HEAD/phones~ヘッド・フォン~
陽助は木の陰に入った。手には立て札の所で拾ったヘッドフォンを持っている。見た目はなんでもないただのヘッドフォンなのに、不思議と人の気のようなものを感じる。これを落とした、もしくは捨てた持ち主のものだろうか?触れている部分が生温かくなってきた。まるで生命が入った卵のようだ。見つめていると、その鼓動を聞きたい衝動にかられる。何も聞こえない事は分かっているのだが、陽助はゆっくりと耳に近づけた。すると、いきなり背後から人の手が伸びてきて陽助の手からヘッドフォンを奪い取った。陽助が驚き振り向くと、そこには優の姿があった。
「何これ?」
優は不思議そうにヘッドフォンを見つめている。その様子を見て陽助はハラハラしていた。
「どうしたんだ、これ」
何も言わない陽助にもう一度聞く。
「…あの…拾ったんです」
陽助はなぜか後ろめたい気持ちになっていた。
「ふ~ん」
優は陽助に返そうとしたが、しばらく見ているうちに陽助と同じように音を聞きたい衝動にかられ
「あっ」
それを感じた陽助は小さく声を上げたが、それを無視して優はヘッドフォンを耳に当てた。すると、頭全体に吸い付くような感触で、温もりとともに耳に何かの圧力がかかった。
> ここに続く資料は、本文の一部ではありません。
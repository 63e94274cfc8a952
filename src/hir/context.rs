//! Lowering context: a monotonic fresh-temporary counter plus helpers to
//! build the `val tmp = e` / `tmp` / `null` fragments the desugaring table
//! needs over and over.

use super::nodes::*;
use crate::ast::Literal;
use crate::compiler_messages::ErrorLocation;
use crate::string_interning::StringTable;

pub struct LoweringContext<'a> {
    pub table: &'a mut StringTable,
    next_temp: u32,
}

impl<'a> LoweringContext<'a> {
    pub fn new(table: &'a mut StringTable) -> Self {
        LoweringContext { table, next_temp: 0 }
    }

    /// A fresh, source-unreachable temporary name: `$t0`, `$t1`, ... The `$`
    /// prefix keeps it outside the surface identifier grammar so it can
    /// never collide with a user-written name.
    pub fn fresh_temp_name(&mut self) -> crate::string_interning::StringId {
        let name = format!("$t{}", self.next_temp);
        self.next_temp += 1;
        self.table.intern(&name)
    }

    pub fn decl_stmt(&mut self, name: crate::string_interning::StringId, init: HExpr, loc: ErrorLocation) -> HStmt {
        HStmt::Decl(HirDeclStmt {
            name,
            mutable: false,
            ty: None,
            initializer: init,
        })
        .at(loc)
    }

    pub fn ident(&self, name: crate::string_interning::StringId, loc: ErrorLocation) -> HExpr {
        HExpr::Identifier(name, loc)
    }

    pub fn null_literal(&self, loc: ErrorLocation) -> HExpr {
        HExpr::Literal(Literal::Null, loc)
    }

    /// Binds `e` to a fresh temporary and returns `(decl_stmt, tmp_ref_expr)`
    /// — the fragment almost every desugaring rule in §4.1 starts from.
    pub fn bind_temp(&mut self, e: HExpr, loc: ErrorLocation) -> (HStmt, HExpr) {
        let name = self.fresh_temp_name();
        let decl = self.decl_stmt(name, e, loc.clone());
        (decl, self.ident(name, loc))
    }
}

/// A tiny helper trait so `HStmt` construction in the context methods above
/// can read `.at(loc)` instead of threading location through every variant
/// (`HStmt` itself carries no location — only `HExpr` and declarations do —
/// so this is a no-op placeholder kept for call-site symmetry with `HExpr`).
trait AtLoc {
    fn at(self, loc: ErrorLocation) -> Self;
}

impl AtLoc for HStmt {
    fn at(self, _loc: ErrorLocation) -> Self {
        self
    }
}
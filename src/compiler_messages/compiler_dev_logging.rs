//! Feature-gated developer tracing macros. Each wraps `saying::say!` when its
//! matching Cargo feature is enabled and compiles to nothing otherwise, so a
//! release build of `novac` pays zero cost for the instrumentation.

#[macro_export]
#[cfg(feature = "show_tokens")]
macro_rules! token_log {
    ($($arg:tt)*) => { saying::say!($($arg)*); };
}
#[macro_export]
#[cfg(not(feature = "show_tokens"))]
macro_rules! token_log {
    ($($arg:tt)*) => {};
}

#[macro_export]
#[cfg(feature = "show_ast")]
macro_rules! ast_log {
    ($($arg:tt)*) => { saying::say!($($arg)*); };
}
#[macro_export]
#[cfg(not(feature = "show_ast"))]
macro_rules! ast_log {
    ($($arg:tt)*) => {};
}

#[macro_export]
#[cfg(feature = "show_hir")]
macro_rules! hir_log {
    ($($arg:tt)*) => { saying::say!($($arg)*); };
}
#[macro_export]
#[cfg(not(feature = "show_hir"))]
macro_rules! hir_log {
    ($($arg:tt)*) => {};
}

#[macro_export]
#[cfg(feature = "show_mir")]
macro_rules! mir_log {
    ($($arg:tt)*) => { saying::say!($($arg)*); };
}
#[macro_export]
#[cfg(not(feature = "show_mir"))]
macro_rules! mir_log {
    ($($arg:tt)*) => {};
}

#[macro_export]
#[cfg(feature = "show_codegen")]
macro_rules! codegen_log {
    ($($arg:tt)*) => { saying::say!($($arg)*); };
}
#[macro_export]
#[cfg(not(feature = "show_codegen"))]
macro_rules! codegen_log {
    ($($arg:tt)*) => {};
}

/// Traces the semantic-index / LSP path: document lifecycle events, debounce
/// scheduling, and query dispatch.
#[macro_export]
#[cfg(feature = "show_index")]
macro_rules! index_log {
    ($($arg:tt)*) => { saying::say!($($arg)*); };
}
#[macro_export]
#[cfg(not(feature = "show_index"))]
macro_rules! index_log {
    ($($arg:tt)*) => {};
}

#[macro_export]
#[cfg(feature = "detailed_timers")]
macro_rules! timer_log {
    ($time:expr, $msg:expr) => { saying::say!($msg, Green #$time.elapsed()); };
}
#[macro_export]
#[cfg(not(feature = "detailed_timers"))]
macro_rules! timer_log {
    ($time:expr, $msg:expr) => {};
}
陽助の口がゆっくり動いているが何も聞こえない。やがて、完全に閉じられた耳の奥でなにやら音が聞こえてきた。優は目を閉じてその音に集中する。そして、次第に音は大きくなる。
「何これ?」
優は不思議そうにヘッドフォンを見つめている。その様子を見て陽助はハラハラしていた。
「どうしたんだ、これ」
何も言わない陽助にもう一度聞く。
「…あの…拾ったんです」
陽助はなぜか後ろめたい気持ちになっていた。
「ふ~ん」
優は陽助に返そうとしたが、しばらく見ているうちに陽助と同じように音を聞きたい衝動にかられ
「あっ」
それを感じた陽助は小さく声を上げたが、それを無視して優はヘッドフォンを耳に当てた。すると、頭全体に吸い付くような感触で、温もりとともに耳に何かの圧力がかかった。
陽助の口がゆっくり動いているが何も聞こえない。やがて、完全に閉じられた耳の奥でなにやら音が聞こえてきた。優は目を閉じてその音に集中する。そして、次第に音は大きくなる。